Venu à Berlin avec le désir fort légitime d’y voir tout le monde, M. de Sternberg ne pouvait que souhaiter vivement de rencontrer le roi. Frédéric-Guillaume IV célébrait à cette époque les beaux jours de son règne et se consolait, au milieu de ses savans, de ses poètes et de ses artistes, des concessions que l’esprit du temps lui arrachait, concessions doublement pénibles et cruelles, quand on songe que nul monarque ne fut peut-être plus jaloux que celui-là des droits de sa couronne, et qu’on se représente ce qu’il en dut coûter à ce descendant des vieux burgraves de Nuremberg pour mettre entre lui et ses peuples cette damnée feuille de papier, moins méchante après tout qu’on ne le dit, car on la retrouve aux momens difficiles, et si les individus passent, elle reste : scripta manent. Comme il avait le cœur droit et magnanime, son rêve eût été de régner en prince du moyen âge, en roi chevalier qui, du haut du trône, fait pleuvoir sur ses peuples les trésors de sa sagesse et de ses bienfaits. Une constitution, peut-être se fût-il décidé à l’octroyer, mais à son jour, à son heure, après l’avoir élaborée à l’écart, en silence et lentement imprégnée de toutes les poésies traditionnelles, de tout le mysticisme du passé. Au lieu de cela, on la lui prit de force. Il pensait, il voulait en roi; mais le siècle était pratique et positif. Temps qui s’agite, roi qui rêve, ne sauraient faire bon ménage ensemble. Que de malentendus, de tribulations et de misères ! En 1848, il fallut rompre, et si depuis le divorce avait cessé, les tiraillemens ne cessaient pas. Dieu, qui lit dans le cœur des rois, connaît seul le secret du mal qui trouble aujourd’hui cette honnête et vaste intelligence, et tout ce qu’il y a d’illusions déçues, de mécomptes essuyés, de loyaux et tardifs regrets au fond de l’incurable mélancolie dont Frédéric-Guillaume IV s’en va languissant comme un autre roi Lear.
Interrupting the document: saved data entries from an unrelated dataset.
#[cfg(test)]
mod test {
    use super::*;
    use crate::jvm::code::{BinaryOperator, Constant};
    use crate::jvm::ParseDescriptor;

    fn int_load(index: u16) -> Instruction {
        Instruction::LocalLoad {
            ty: ValueType::Int,
            index,
        }
    }

    fn int_store(index: u16) -> Instruction {
        Instruction::LocalStore {
            ty: ValueType::Int,
            index,
        }
    }

    fn int_op(op: BinaryOperator) -> Instruction {
        Instruction::BinaryOp {
            ty: ValueType::Int,
            op,
        }
    }

    /// `x = x * 3 + 7` on each of the locals in turn, then return the sum of the first two
    fn statements(descriptor: &str, locals: &[u16]) -> MethodData {
        let mut insns = vec![];
        for local in locals {
            insns.extend([
                int_load(*local),
                Instruction::Constant(Constant::Int(3)),
                int_op(BinaryOperator::Mul),
                Instruction::Constant(Constant::Int(7)),
                int_op(BinaryOperator::Add),
                int_store(*local),
            ]);
        }
        insns.push(int_load(0));
        if descriptor.starts_with("(II)") {
            insns.push(int_load(1));
            insns.push(int_op(BinaryOperator::Add));
        }
        insns.push(Instruction::Return(Some(ValueType::Int)));
        let len = insns.len();
        MethodData::new(
            MethodAccessFlags::STATIC,
            Name::from("Foo"),
            Name::from("bar"),
            MethodDescriptor::parse(descriptor).unwrap(),
            insns,
            vec![HandlerList::empty(); len],
            (0..len).map(Some).collect(),
        )
        .unwrap()
    }

    fn settings() -> CompilerSettings {
        CompilerSettings {
            min_helper_instructions: 4,
            ..CompilerSettings::default()
        }
    }

    #[test]
    fn region_signature() {
        let method = statements("(I)I", &[0; 6]);
        let analysis = Analysis::new(&method).unwrap();
        let region = analysis.check(0..19).unwrap();
        assert!(region.stack_params.is_empty());
        assert_eq!(region.local_params, vec![(0, FieldType::int())]);
        assert_eq!(region.stack_result, Some(FieldType::int()));
        assert_eq!(region.live_out, None);
        assert_eq!(region.descriptor(), MethodDescriptor::parse("(I)I").unwrap());

        // Starting mid-statement consumes the partially computed value
        let region = analysis.check(3..12).unwrap();
        assert_eq!(region.stack_params, vec![FieldType::int()]);
        assert_eq!(region.local_params, vec![]);
        assert_eq!(region.stack_result, None);
        assert_eq!(region.live_out, Some((0, FieldType::int())));
        assert_eq!(region.descriptor(), MethodDescriptor::parse("(I)I").unwrap());
    }

    #[test]
    fn rejected_regions() {
        let method = statements("(II)I", &[0, 1, 0, 1, 0, 1]);
        let analysis = Analysis::new(&method).unwrap();

        // Local 0 is still needed after the region, and so is the value on the stack
        assert_eq!(analysis.check(0..19), Err(Rejection::Split(0..9, 9..19)));

        // Both operands of the final addition would be left on the stack
        assert_eq!(analysis.check(30..38), Err(Rejection::Split(30..34, 34..38)));
    }

    #[test]
    fn extracts_straight_line_code() {
        let method = statements("(I)I", &[0; 6]);
        let Extraction { method: main, helper } =
            extract_helper(&method, &settings(), Name::from("bar$helper0"))
                .unwrap()
                .unwrap();

        assert_eq!(helper.access_flags, MethodAccessFlags::HELPER);
        assert_eq!(helper.descriptor, MethodDescriptor::parse("(I)I").unwrap());
        assert_eq!(helper.len(), 2 + 19 + 1);
        assert_eq!(&helper.instructions()[..3], &[int_load(0), int_store(1), int_load(1)]);
        assert_eq!(
            helper.instructions().last(),
            Some(&Instruction::Return(Some(ValueType::Int)))
        );
        assert_eq!(helper.origins()[2], Some(0));

        assert_eq!(main.len(), method.len() - 19 + 2);
        assert_eq!(main.instructions()[0], int_load(0));
        match &main.instructions()[1] {
            Instruction::Invoke {
                kind: InvokeKind::Static,
                method,
            } => {
                assert_eq!(&*method.name, "bar$helper0");
                assert_eq!(&*method.class, "Foo");
            }
            other => panic!("expected a call to the helper, got {}", other),
        }
        assert_eq!(main.instructions()[2], Instruction::Constant(Constant::Int(3)));
        assert_eq!(main.origins()[1], Some(0));
    }

    #[test]
    fn short_methods_are_left_alone() {
        let method = statements("(I)I", &[0]);
        let settings = CompilerSettings {
            min_helper_instructions: 10,
            ..CompilerSettings::default()
        };
        let extraction = extract_helper(&method, &settings, Name::from("bar$helper0")).unwrap();
        assert!(extraction.is_none());
    }
}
Il n’importe : à cette époque, vers laquelle nous ramènent les Souvenirs de M. de Sternberg, rien d’irréparable n’avait encore eu lieu ; il pouvait y avoir des difficultés, des froissemens, mais tout cela sans grande conséquence; le découragement. Dieu merci, ne se laissait pas pressentir, et contre les soucis de l’heure présente que de consolations dans la poésie et les beaux-arts! Frédéric-Guillaume IV ne créa pas le mouvement romantique, lequel fut, en Allemagne, le produit du sentiment national surexcité contre la France par les guerres de l’empire; mais il s’en appropria les restes en dilettante raffiné, on pourrait presque dire qu’il mit en bouteilles pour le déguster tout à son aise cet esprit du passé qui déjà menaçait de s’évaporer. Le vieux Tieck, quand il lisait Phantasus et Zerbino à Charlottenbourg, quand il voyait représenter le Chat botté sur le théâtre de Potsdam, pouvait se croire aux beaux jours de sa jeunesse, alors que tant d’aimables chefs-d’œuvre dont nous ne nous occupons plus guère aujourd’hui électrisaient les générations nouvelles. Une autre gourmandise littéraire de ce roi bel esprit était de se faire jouer l’Antigone de Sophocle, ou le Songe d’une nuit d’été de Shakspeare avec la musique de Mendelssohn. Hélas! qui le soupçonnerait? ces goûts, tout innocens, tout honorables qu’ils nous paraissent-, et qui, chez un grand seigneur ordinaire, eussent provoqué l’admiration, ne rencontrèrent dans le public que froideur et moquerie. L’opposition en prit texte pour reprocher à l’illustre Mécène de s’isoler de la nation jusque dans ses plaisirs. Que cet archaïsme ne répondît pas aux besoins du moment, nous le voulons bien et sommes de ceux qui pensent qu’il eût été beaucoup plus beau de voir un prince susciter autour de soi de grands poètes et leur imprimer un généreux élan vers les questions d’intérêt général, comme la chose advint jadis à cette petite cour de Weimar, dont on ne saurait trop haut porter la renommée ; mais les Charles-Auguste sont rares dans l’histoire, et tout le monde n’a pas Goethe et Schiller sous la main. Somme toute, en cette occasion comme en tant d’autres, on fut injuste et cruel envers ce roi aux instincts élevés, aux mœurs nobles, car s’il pouvait mieux faire, il pouvait aussi faire plus mal, et rien ne l’empêchait en dernière analyse de se faire traduire les vaudevilles du Gymnase ou du Palais-Royal.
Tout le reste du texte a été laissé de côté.